● Supplied data:
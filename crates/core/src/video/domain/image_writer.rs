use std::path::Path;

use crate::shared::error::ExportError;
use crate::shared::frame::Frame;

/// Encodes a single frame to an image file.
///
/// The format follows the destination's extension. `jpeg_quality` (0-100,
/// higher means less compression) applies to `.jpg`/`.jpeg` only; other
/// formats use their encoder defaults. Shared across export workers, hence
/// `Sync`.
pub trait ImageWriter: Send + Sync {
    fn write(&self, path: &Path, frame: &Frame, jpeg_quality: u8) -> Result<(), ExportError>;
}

* * *

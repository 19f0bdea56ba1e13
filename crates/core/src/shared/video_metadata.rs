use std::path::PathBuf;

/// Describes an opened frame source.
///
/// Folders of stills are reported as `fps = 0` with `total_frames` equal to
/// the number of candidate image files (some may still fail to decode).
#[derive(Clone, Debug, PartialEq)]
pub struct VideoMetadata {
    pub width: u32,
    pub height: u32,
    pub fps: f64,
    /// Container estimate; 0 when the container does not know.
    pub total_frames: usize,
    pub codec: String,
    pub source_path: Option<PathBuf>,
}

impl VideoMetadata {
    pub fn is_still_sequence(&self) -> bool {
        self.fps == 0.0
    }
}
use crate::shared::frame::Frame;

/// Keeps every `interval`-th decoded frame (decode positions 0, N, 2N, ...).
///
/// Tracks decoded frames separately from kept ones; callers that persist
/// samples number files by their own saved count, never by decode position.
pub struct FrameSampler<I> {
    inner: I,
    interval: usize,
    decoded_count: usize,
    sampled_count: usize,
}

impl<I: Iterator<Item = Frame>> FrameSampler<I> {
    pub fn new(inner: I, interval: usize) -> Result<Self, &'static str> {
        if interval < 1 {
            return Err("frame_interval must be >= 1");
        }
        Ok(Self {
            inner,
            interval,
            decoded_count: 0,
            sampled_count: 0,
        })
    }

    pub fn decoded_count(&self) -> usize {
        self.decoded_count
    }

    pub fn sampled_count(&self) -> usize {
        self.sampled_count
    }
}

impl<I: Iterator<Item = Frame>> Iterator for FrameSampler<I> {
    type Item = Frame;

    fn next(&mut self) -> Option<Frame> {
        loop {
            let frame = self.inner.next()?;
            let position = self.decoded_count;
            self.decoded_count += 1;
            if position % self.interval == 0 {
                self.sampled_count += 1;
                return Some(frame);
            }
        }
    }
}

● Aim of the exercise:
Please give only the number of lines in the listing that hold the word "Sync".

● Solved problem:
2